SiMa.ai Expands Edge AI Market with New MLSoC Modalix Chip
SiMa.ai, an edge computer chip and software startup, has recently raised $70 million from notable investors including Dell Technologies Capital. The company is enhancing its presence in the edge AI sector with the launch of the MLSoC Modalix chip, which is smaller and more energy-efficient than its predecessor.
Revolutionary Chip Design
Engineered at 6 nanometers, the Modalix chip is significantly smaller than the previous 16-nanometer MLSoC model from the San Jose-based startup.

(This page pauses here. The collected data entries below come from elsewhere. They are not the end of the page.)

#[test]
fn towers_respect_their_cooldown() {
    let mut harness = Harness::new(500, 10);
    let cannon = harness.place(TowerKind::Cannon, 140.0, 260.0);
    let orc = harness.spawn(EnemyKind::Orc);
    let _ = harness.tick(100);

    assert_eq!(harness.fire(cannon, vec![orc]).len(), 1);
    assert!(harness.fire(cannon, vec![orc]).is_empty());

    let _ = harness.tick(1_999);
    assert!(harness.fire(cannon, vec![orc]).is_empty());
    let _ = harness.tick(1);
    assert_eq!(harness.fire(cannon, vec![orc]).len(), 1);
}

#[test]
fn second_shot_at_a_dead_target_is_discarded() {
    let mut harness = Harness::new(500, 10);
    let first = harness.place(TowerKind::Sniper, 140.0, 260.0);
    let second = harness.place(TowerKind::Sniper, 180.0, 260.0);
    let goblin = harness.spawn(EnemyKind::Goblin);
    let _ = harness.tick(100);

    let _ = harness.fire(first, vec![goblin]);
    let _ = harness.fire(second, vec![goblin]);
    let gold_before = query::economy(&harness.world).gold();
    let events = harness.tick(16);

    let resolved = events
        .iter()
        .filter(|event| matches!(event, Event::ProjectileResolved { .. }))
        .count();
    let discarded = events
        .iter()
        .filter(|event| matches!(event, Event::ProjectileDiscarded { .. }))
        .count();
    let defeated = events
        .iter()
        .filter(|event| matches!(event, Event::EnemyDefeated { .. }))
        .count();
    assert_eq!((resolved, discarded, defeated), (1, 1, 1));
    assert_eq!(query::economy(&harness.world).gold(), gold_before + 5);
    assert_eq!(query::economy(&harness.world).score(), 10);
    assert!(harness.health(goblin).is_none());
}

#[test]
fn chain_lightning_jumps_to_the_nearest_other_enemy() {
    let mut harness = Harness::new(500, 10);
    let magic = harness.place(TowerKind::Magic, 140.0, 220.0);
    let lead = harness.spawn(EnemyKind::Goblin);
    let _ = harness.tick(500);
    let trailing = harness.spawn(EnemyKind::Goblin);
    let _ = harness.tick(500);

    let _ = harness.fire(magic, vec![lead]);
    let events = harness.tick(1);

    assert!(events
        .iter()
        .any(|event| matches!(event, Event::ProjectileResolved { hits: 2, .. })));
    assert_eq!(harness.health(lead), Some(25.0));
    assert_eq!(harness.health(trailing), Some(32.5));

    let slowed = query::enemy_view(&harness.world)
        .iter()
        .all(|enemy| (enemy.slow - 0.2).abs() < f32::EPSILON);
    assert!(slowed);
}

#[test]
fn archer_volley_fires_one_projectile_per_slot() {
    let mut harness = Harness::new(500, 10);
    let archer = harness.place(TowerKind::Archer, 140.0, 260.0);
    let _ = harness.run(Command::UpgradeTower {
        tower: archer,
        path: UpgradePath::First,
    });
    let first = harness.spawn(EnemyKind::Goblin);
    let second = harness.spawn(EnemyKind::Goblin);
    let third = harness.spawn(EnemyKind::Goblin);
    let _ = harness.tick(16);

    let fired = harness.fire(archer, vec![first, second, third]);
    let targets: Vec<EntityId> = fired
        .iter()
        .filter_map(|event| match event {
            Event::ProjectileFired { target, .. } => Some(*target),
            _ => None,
        })
        .collect();
    assert_eq!(targets, vec![first, second]);
}

#[test]
fn leaks_cost_lives_until_the_game_is_over() {
    let mut harness = Harness::new(0, 6);
    let _ = harness.spawn(EnemyKind::Goblin);
    let events = harness.tick(11_000);
    assert!(events
        .iter()
        .any(|event| matches!(event, Event::EnemyLeaked { lives: 1, .. })));
    assert_eq!(query::economy(&harness.world).lives(), 5);
    assert_eq!(query::enemy_count(&harness.world), 0);

    let _ = harness.spawn(EnemyKind::Boss);
    let events = harness.tick(30_000);
    assert!(events.contains(&Event::StatusChanged {
        status: GameStatus::GameOver
    }));
    assert_eq!(query::economy(&harness.world).lives(), 0);

    assert!(harness.tick(16).is_empty());
}

#[test]
fn preparation_blocks_cover_the_path_entry() {
    let mut harness = Harness::new(500, 10);
    let _ = harness.run(Command::SetPreparationBlock { active: true });
    let grid = query::tile_grid(&harness.world);
    assert_eq!(
        grid.state(TileCoord::new(1, 6)),
        Some(TileState::PreparationBlocked)
    );

    let blocked = harness.run(Command::PlaceTower {
        kind: TowerKind::Archer,
        position: Vec2::new(60.0, 260.0),
    });
    assert_eq!(rejection(&blocked), Some(PlacementError::TileUnavailable));

    let _ = harness.run(Command::SetPreparationBlock { active: false });
    let _ = harness.place(TowerKind::Archer, 60.0, 260.0);
}

#[test]
fn spend_gold_never_overdraws() {
    let mut harness = Harness::new(40, 10);
    let events = harness.run(Command::SpendGold { amount: 50 });
    assert_eq!(events, vec![Event::GoldSpendRejected { amount: 50 }]);
    assert_eq!(query::economy(&harness.world).gold(), 40);

    let _ = harness.run(Command::SpendGold { amount: 40 });
    assert_eq!(query::economy(&harness.world).gold(), 0);
}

This advancement empowers the Modalix platform to support advanced AI models—Convolutional Neural Networks (CNNs), Transformers, and Generative AI—while maintaining industry-leading energy efficiency and scalable performance.

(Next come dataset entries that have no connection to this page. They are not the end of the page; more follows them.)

#![deny(
    unsafe_code,
    missing_docs,
    dead_code,
    unused_results,
    non_snake_case,
    unreachable_pub
)]

//! Tick orchestration for Waypoint Defence sessions.
//!
//! A [`Simulation`] owns the authoritative world together with every pure
//! system. Each call to [`Simulation::tick`] advances the world, feeds the
//! resulting events and snapshots to the systems, applies the commands they
//! emit and then runs the wave lifecycle. Host requests made between ticks
//! are applied immediately; their events are reported with the next tick.

mod config;

use std::time::Duration;

use tracing::{debug, info};
use waypoint_defence_core::{
    Command, EntityId, EntitySnapshot, Event, GameState, GameStatus, TileSnapshot, TowerKind,
    TowerTarget, UpgradePath, Vec2, Wave, WaveStats,
};
use waypoint_defence_system_builder::{Builder, BuilderInput, PlacementPreview, TileProbe};
use waypoint_defence_system_spawning::{self as spawning, Spawning};
use waypoint_defence_system_tower_combat::TowerCombat;
use waypoint_defence_system_tower_targeting::TowerTargeting;
use waypoint_defence_system_wave_generation::WaveGeneration;
use waypoint_defence_world::{self as world, query, World};

pub use config::{ConfigError, SimulationConfig, MAX_TILES};

/// Read-only capture of a session after a tick.
#[derive(Clone, Debug, PartialEq)]
pub struct SimulationSnapshot {
    /// Every active entity in identifier order.
    pub entities: Vec<EntitySnapshot>,
    /// Every tile in row-major order.
    pub tiles: Vec<TileSnapshot>,
    /// Gold, lives, score, wave index and status.
    pub economy: GameState,
    /// Progress of the wave in flight.
    pub wave: WaveStats,
    /// Simulation time since the last restart.
    pub clock: Duration,
}

#[derive(Clone, Debug)]
struct Countdown {
    remaining: Duration,
    wave: Wave,
}

/// Single-threaded driver of a Waypoint Defence session.
#[derive(Debug)]
pub struct Simulation {
    config: SimulationConfig,
    world: World,
    targeting: TowerTargeting,
    combat: TowerCombat,
    waves: WaveGeneration,
    spawning: Spawning,
    builder: Builder,
    targets: Vec<TowerTarget>,
    commands: Vec<Command>,
    outbox: Vec<Event>,
    events: Vec<Event>,
    countdown: Option<Countdown>,
    wave_in_flight: bool,
    paused_from: Option<GameStatus>,
}

impl Simulation {
    /// Validates `config` and builds a session in the preparing status.
    pub fn new(config: SimulationConfig) -> Result<Self, ConfigError> {
        config.validate()?;

        let mut simulation = Self {
            world: World::new(),
            targeting: TowerTargeting::new(),
            combat: TowerCombat::new(config.seed),
            waves: WaveGeneration::new(config.seed),
            spawning: Spawning::new(spawning::Config::new(config.spawn_interval())),
            builder: Builder::new(),
            targets: Vec::new(),
            commands: Vec::new(),
            outbox: Vec::new(),
            events: Vec::new(),
            countdown: None,
            wave_in_flight: false,
            paused_from: None,
            config,
        };

        let _ = simulation.execute(Command::ConfigureTileGrid {
            viewport: simulation.config.viewport(),
            columns: simulation.config.columns,
            tile_length: simulation.config.tile_length,
        });
        let _ = simulation.execute(Command::ConfigurePath {
            waypoints: simulation.config.waypoints.clone(),
        });
        let _ = simulation.execute(Command::Reset {
            gold: simulation.config.starting_gold,
            lives: simulation.config.starting_lives,
        });

        info!(
            seed = simulation.config.seed,
            max_waves = simulation.config.max_waves,
            "simulation ready"
        );
        Ok(simulation)
    }

    /// Advances the session by `dt` and returns every event emitted since the
    /// previous tick, including those caused by host requests.
    ///
    /// Paused and finished sessions only flush pending request events.
    pub fn tick(&mut self, dt: Duration) -> &[Event] {
        self.events.clear();

        if matches!(self.status(), GameStatus::Preparing | GameStatus::Playing) {
            let _ = self.execute(Command::Tick { dt });
            self.run_systems();
            self.advance_countdown(dt);
            self.finish_cleared_wave();
        }

        self.events.append(&mut self.outbox);
        &self.events
    }

    /// Events returned by the most recent [`Simulation::tick`].
    #[must_use]
    pub fn events(&self) -> &[Event] {
        &self.events
    }

    /// Attempts to construct a tower at `position`.
    ///
    /// Rejections leave the session untouched and are reported as
    /// [`Event::TowerPlacementRejected`].
    pub fn request_place_tower(&mut self, position: Vec2, kind: TowerKind) -> bool {
        self.place_tower(position, kind).is_some()
    }

    /// Same as [`Simulation::request_place_tower`] but reports the new tower's identifier.
    pub fn place_tower(&mut self, position: Vec2, kind: TowerKind) -> Option<EntityId> {
        self.execute(Command::PlaceTower { kind, position })
            .iter()
            .find_map(|event| match event {
                Event::TowerPlaced { tower, .. } => Some(*tower),
                _ => None,
            })
    }

    /// Attempts to raise `tower` one level along `path`.
    pub fn request_upgrade(&mut self, tower: EntityId, path: UpgradePath) -> bool {
        self.execute(Command::UpgradeTower { tower, path })
            .iter()
            .any(|event| matches!(event, Event::TowerUpgraded { .. }))
    }

    /// Generates the next wave and starts its preparation countdown.
    ///
    /// Only succeeds while preparing with no wave in flight or counting down.
    pub fn request_start_wave(&mut self) -> bool {
        if self.status() != GameStatus::Preparing
            || self.wave_in_flight
            || self.countdown.is_some()
        {
            debug!(status = ?self.status(), "wave start rejected");
            return false;
        }

        let index = self.economy().wave().saturating_add(1);
        let wave = self.waves.generate(index);
        let preparation = self.config.preparation_time();
        if preparation.is_zero() {
            self.launch(wave);
            return true;
        }

        let _ = self.execute(Command::SetPreparationBlock { active: true });
        info!(
            wave = index,
            enemies = wave.enemies.len(),
            countdown_ms = self.config.preparation_ms,
            "wave countdown started"
        );
        self.countdown = Some(Countdown {
            remaining: preparation,
            wave,
        });
        true
    }

    /// Suspends or resumes ticking.
    ///
    /// Pausing is only possible while preparing or playing; resuming restores
    /// the status held before the pause without catching up on lost time.
    pub fn set_paused(&mut self, paused: bool) {
        if paused {
            let status = self.status();
            if !matches!(status, GameStatus::Preparing | GameStatus::Playing) {
                return;
            }
            self.paused_from = Some(status);
            let _ = self.execute(Command::SetStatus {
                status: GameStatus::Paused,
            });
        } else if let Some(status) = self.paused_from.take() {
            let _ = self.execute(Command::SetStatus { status });
        }
    }

    /// Updates the drag preview for `kind` under the cursor at `position`.
    pub fn hover(&mut self, position: Vec2, kind: TowerKind) -> Option<PlacementPreview> {
        self.drive_builder(BuilderInput {
            confirm_action: false,
            cursor: Some(position),
            kind: Some(kind),
        });
        self.builder.preview()
    }

    /// Drops a dragged `kind` at `position`.
    ///
    /// Placement only goes ahead when the preview at `position` is
    /// placeable; otherwise nothing changes and no rejection is reported.
    pub fn confirm_placement(&mut self, position: Vec2, kind: TowerKind) -> bool {
        let start = self.outbox.len();
        self.drive_builder(BuilderInput {
            confirm_action: true,
            cursor: Some(position),
            kind: Some(kind),
        });
        self.outbox[start..]
            .iter()
            .any(|event| matches!(event, Event::TowerPlaced { .. }))
    }

    /// Ends the drag preview and clears its highlight.
    pub fn cancel_hover(&mut self) {
        self.drive_builder(BuilderInput::default());
    }

    /// Tears the session down and starts over with the configured economy.
    pub fn restart(&mut self) {
        self.countdown = None;
        self.wave_in_flight = false;
        self.paused_from = None;
        self.targets.clear();
        self.spawning.clear();
        self.builder.reset();
        self.combat = TowerCombat::new(self.config.seed);

        let _ = self.execute(Command::Reset {
            gold: self.config.starting_gold,
            lives: self.config.starting_lives,
        });
        info!("simulation restarted");
    }

    /// Spends `amount` gold if the balance allows it.
    pub fn spend_gold(&mut self, amount: u32) -> bool {
        !self
            .execute(Command::SpendGold { amount })
            .iter()
            .any(|event| matches!(event, Event::GoldSpendRejected { .. }))
    }

    /// Reports whether the balance covers `amount`.
    #[must_use]
    pub fn can_afford(&self, amount: u32) -> bool {
        self.economy().can_afford(amount)
    }

    /// Current economy snapshot.
    #[must_use]
    pub fn economy(&self) -> GameState {
        query::economy(&self.world)
    }

    /// Current lifecycle status.
    #[must_use]
    pub fn status(&self) -> GameStatus {
        self.economy().status()
    }

    /// Index of the current wave and enemies still queued or alive.
    #[must_use]
    pub fn wave_stats(&self) -> WaveStats {
        WaveStats {
            current_wave_index: self.economy().wave(),
            enemies_remaining: self.spawning.pending().len() + query::enemy_count(&self.world),
        }
    }

    /// Time left before the pending wave starts, if one is counting down.
    #[must_use]
    pub fn preparation_remaining(&self) -> Option<Duration> {
        self.countdown.as_ref().map(|countdown| countdown.remaining)
    }

    /// Captures entities, tiles, economy and wave progress.
    #[must_use]
    pub fn snapshot(&self) -> SimulationSnapshot {
        SimulationSnapshot {
            entities: query::entity_snapshots(&self.world),
            tiles: query::tile_grid(&self.world).snapshots(),
            economy: self.economy(),
            wave: self.wave_stats(),
            clock: query::clock(&self.world),
        }
    }

    /// Read-only access to the underlying world for queries.
    #[must_use]
    pub fn world(&self) -> &World {
        &self.world
    }

    /// Configuration the session was built from.
    #[must_use]
    pub fn config(&self) -> &SimulationConfig {
        &self.config
    }

    fn execute(&mut self, command: Command) -> &[Event] {
        let start = self.outbox.len();
        world::apply(&mut self.world, command, &mut self.outbox);
        &self.outbox[start..]
    }

    fn run_systems(&mut self) {
        let status = self.status();
        self.spawning
            .handle(&self.outbox, status, &mut self.commands);

        let towers = query::tower_view(&self.world);
        let enemies = query::enemy_view(&self.world);
        self.targeting
            .handle(status, &towers, &enemies, &mut self.targets);
        self.combat.handle(
            status,
            query::clock(&self.world),
            &towers,
            &self.targets,
            &mut self.commands,
        );

        for command in self.commands.drain(..) {
            world::apply(&mut self.world, command, &mut self.outbox);
        }
    }

    fn drive_builder(&mut self, input: BuilderInput) {
        let economy = query::economy(&self.world);
        let grid = query::tile_grid(&self.world);
        self.builder.handle(
            economy,
            input,
            |point| {
                let tile = grid.world_to_tile(point)?;
                Some(TileProbe {
                    tile,
                    placeable: grid.can_place(tile),
                })
            },
            &mut self.commands,
        );

        for command in self.commands.drain(..) {
            world::apply(&mut self.world, command, &mut self.outbox);
        }
    }

    fn advance_countdown(&mut self, dt: Duration) {
        if self.status() != GameStatus::Preparing {
            return;
        }
        let Some(countdown) = self.countdown.as_mut() else {
            return;
        };
        countdown.remaining = countdown.remaining.saturating_sub(dt);
        if !countdown.remaining.is_zero() {
            return;
        }
        if let Some(countdown) = self.countdown.take() {
            self.launch(countdown.wave);
        }
    }

    fn launch(&mut self, wave: Wave) {
        let index = wave.index;
        let _ = self.execute(Command::SetPreparationBlock { active: false });
        let _ = self.execute(Command::SetStatus {
            status: GameStatus::Playing,
        });
        let _ = self.execute(Command::BeginWave { wave: index });
        info!(wave = index, enemies = wave.enemies.len(), "wave launched");
        self.spawning.begin_wave(wave);
        self.wave_in_flight = true;
    }

    fn finish_cleared_wave(&mut self) {
        if !self.wave_in_flight || self.status() != GameStatus::Playing {
            return;
        }
        if self.wave_stats().enemies_remaining > 0 {
            return;
        }

        self.wave_in_flight = false;
        let wave = self.economy().wave();
        let bonus = wave.saturating_mul(5).saturating_add(10);
        let _ = self.execute(Command::AwardGold { amount: bonus });

        let status = if wave >= self.config.max_waves {
            GameStatus::Victory
        } else {
            GameStatus::Preparing
        };
        let _ = self.execute(Command::SetStatus { status });
        info!(wave, bonus, ?status, "wave cleared");
    }
}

CEO Krishna Rangasayee expressed enthusiasm during a video interview: “We're building on our ONE Platform for Edge AI, enhancing both our silicon capabilities and accompanying software.”
Diverse Applications
The Modalix family is tailored for a variety of applications, including industrial automation, healthcare, smart vision systems, and aerospace. Rangasayee noted, “Robotics, embodied AI, and sensory information are the future. Modalix is ideal for generative AI-centric architecture that fosters innovations like human-robot interactions.”
His vision extends further, predicting a future where “every appliance, every device, can communicate, express emotions, and visualize information.”
Advancing Edge AI Technology
Generative AI is rapidly influencing sectors but has historically been limited to desktop and mobile environments. SiMa.ai and competitors like Nvidia are pushing this technology into dedicated devices used in fields such as robotics and drones.
“We consistently outperform immediate competitors 10x in real-world applications, and with Modalix, our advantage extends even further,” Rangasayee claimed.
Multimodal Processing Capabilities
The MLSoC Modalix platform supports multimodal AI processing, integrating text, image, and audio inputs. It can run various models, including Meta’s Llama 2-7B parameter model, opening new possibilities for edge reasoning. Rangasayee stated, “The combination of audio, video, and text inputs represents a significant shift we’re addressing.”
This new family offers configurations ranging from 25 to 200 TOPS, specifically designed to manage demanding AI workloads while minimizing power consumption. “Modalix reflects the significant advancements of the past two years, now allowing you to run everything from CNNs to cutting-edge models on a single chip,” he added.
Addressing Edge Computing Challenges
SiMa.ai’s technology is crafted to tackle key hurdles in edge applications, particularly performance-per-watt. Rangasayee emphasized the importance of “frames per second per watt” and “inferences per second per watt,” asserting that Modalix pushes their lead further.
The goal is to free customers from concerns about power and cooling limitations. “With Modalix, low power and high performance are guaranteed, reshaping possibilities at the edge,” he concluded.
Industry Recognition
The capabilities of SiMa.ai's MLSoC Modalix are gaining traction among industry leaders. Arye Barnehama, CEO of Elementary, praised its energy efficiency and high performance, aligning with the needs of their vision inspection systems. Vaibhav Ghadiok, CTO of Hayden AI, also highlighted its relevance for multimodal AI in power-constrained edge devices.
User-Friendly Deployment
SiMa.ai further supports its platform through the Palette Edgematic software stack, a no-code, drag-and-drop solution aimed at simplifying AI deployment for non-specialist developers. The platform also features integrated Image Signal Processor (ISP) capabilities, PCIe Gen 5 support, and eight Arm Cortex-A65 CPUs, making it adaptable to a wide range of AI workloads.
Market Positioning and Future Outlook
The launch of the MLSoC Modalix family signifies SiMa.ai's ambition to compete with giants like Nvidia. While Nvidia dominates cloud-based AI, SiMa.ai specializes in real-time, on-device processing. Rangasayee noted that their chips surpass Nvidia’s in both performance and power efficiency for edge AI applications.
With predictions of the global edge computing market doubling in the coming years, driven by AI advancements and the demand for real-time decision-making, SiMa.ai's MLSoC Modalix is well-positioned to meet this growing need.
The introduction of the MLSoC Modalix family reinforces SiMa.ai's leadership in edge AI, combining high performance, energy efficiency, and simplified deployment—a compelling option for industries eager to leverage AI capabilities at the edge. Backed by investors like Dell Technologies Capital and a growing roster of industry partners, SiMa.ai is poised to lead the next wave of edge AI innovation.